Here's the documentation and source code of my old jQuery pie menus, which are
getting pretty long in the tooth, and which I need to reimplement as Web
Components in TypeScript.

[https://donhopkins.com/mediawiki/index.php?title=JQuery_Pie_...](https://donhopkins.com/mediawiki/index.php?title=JQuery_Pie_Menus)

[https://github.com/SimHacker/jquery-pie](https://github.com/SimHacker/jquery-
pie)

The challenge is how to design widgets that developers and designers can
easily skin, and totally customize the presentation and feedback by mixing and
layering different technologies (like css, html, canvas, and WebGL, for
example), independent of the tracking behavior.

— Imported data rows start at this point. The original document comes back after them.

// ============================
// crates/backend-lib/src/handlers/images.rs
// ============================
//! Stored image listing and deletion.
use std::sync::Arc;

use axum::{
    extract::{Path, State},
    Json,
};
use serde_json::{json, Value};
use tracing::info;

use crate::error::AppError;
use crate::storage::ImageMeta;
use crate::AppState;

/// `GET /api/images`
pub async fn list_images(State(state): State<Arc<AppState>>) -> Result<Json<Vec<ImageMeta>>, AppError> {
    Ok(Json(state.images.list_images().await?))
}

/// `DELETE /api/images/{id}`
pub async fn delete_image(
    State(state): State<Arc<AppState>>,
    Path(id): Path<String>,
) -> Result<Json<Value>, AppError> {
    if state.images.delete_image(&id).await? {
        info!(%id, "image deleted");
        Ok(Json(json!({ "success": true })))
    } else {
        Err(AppError::NotFound(format!("image {id}")))
    }
}
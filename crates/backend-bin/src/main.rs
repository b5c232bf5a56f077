// crates/backend-bin/src/main.rs
use std::net::SocketAddr;
use std::path::PathBuf;
use std::sync::Arc;

use anyhow::Context;
use camwatch_backend::{config::Settings, sweeper, ws_router, AppState};
use clap::Parser;
use tokio::net::TcpListener;
use tokio::time::interval;
use tracing::info;
use tracing_subscriber::EnvFilter;

/// Presence-tracking WebSocket relay with camera alert intake
#[derive(Debug, Parser)]
#[command(version, about)]
struct Args {
    /// Path of the TOML config file
    #[arg(short, long, default_value = camwatch_backend::config::DEFAULT_CONFIG_FILE)]
    config: PathBuf,

    /// Override the configured bind address
    #[arg(short, long)]
    bind: Option<SocketAddr>,
}

fn init_tracing(settings: &Settings) {
    let filter = EnvFilter::try_from_default_env().unwrap_or_else(|_| EnvFilter::new(&settings.log_level));
    let builder = tracing_subscriber::fmt().with_env_filter(filter);
    if settings.log_json {
        builder.json().init();
    } else {
        builder.init();
    }
}

#[tokio::main]
async fn main() -> anyhow::Result<()> {
    let args = Args::parse();

    let mut settings = Settings::load_from(&args.config)
        .with_context(|| format!("loading configuration from {}", args.config.display()))?;
    if let Some(bind) = args.bind {
        settings.bind_addr = bind;
    }
    init_tracing(&settings);

    let addr = settings.bind_addr;
    let state = Arc::new(AppState::from_settings(settings).context("initialising application state")?);

    // Expired snapshot cleanup
    let _sweeper = sweeper::spawn_sweeper(state.images.clone(), &state.settings.sweeper);

    // Forget idle rate limiter windows
    let rate_limiter = state.rate_limiter.clone();
    let cleanup_period = state.settings.rate_limit.cleanup_interval();
    tokio::spawn(async move {
        let mut interval = interval(cleanup_period);
        loop {
            interval.tick().await;
            rate_limiter.cleanup();
        }
    });

    let app = ws_router::create_router(state);

    let listener = TcpListener::bind(addr)
        .await
        .with_context(|| format!("binding {addr}"))?;
    info!("listening on {addr}");

    axum::serve(listener, app.into_make_service_with_connect_info::<SocketAddr>())
        .with_graceful_shutdown(async {
            let _ = tokio::signal::ctrl_c().await;
            info!("shutdown requested");
        })
        .await?;

    Ok(())
}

And how to design a complete set of callbacks and tracking notifiers and hooks
that enable developers to provide rich feedback that's deeply integrated with
their application (like drawing the feedback based on application state, or
previewing the effects of the pie menu gesture in the app, while the menu is
still tracking).

You can do some kinds of simple styling with CSS, and more kinds of deeper
designs with html templates, and all kinds cool customization with JavaScript
code and dynamic HTML.

And you can define and configure trees of menus/slices/items with JSON, XML,
or HTML structures, including graphical and layout properties, and event
handlers.

Or you might want to procedurally draw some or all of the widget with a canvas
(while using html text for the labels, which is much easier to deal with and
more accessible than drawing text in a canvas).

Or you might want to draw the menu items or background or even the labels in
3D with WebGL.

How can one web component handle all these different ways of mixing and
matching rendering and feedback?

For example, these Unity3D pie menus can display text and image feedback in
the 2D overlay, mixed with 3D objects (drawn in an overlay camera, not
actually drawn directly in the world, or objects in the world would occlude
them).

[https://www.youtube.com/watch?v=sMN1LQ7qx9g](https://www.youtube.com/watch?v=sMN1LQ7qx9g)

>Unity3D Pie Menu Demo: I've made a general purpose pie menu component in C#
for Unity3D, which supports text items, image items, and 3d object items too!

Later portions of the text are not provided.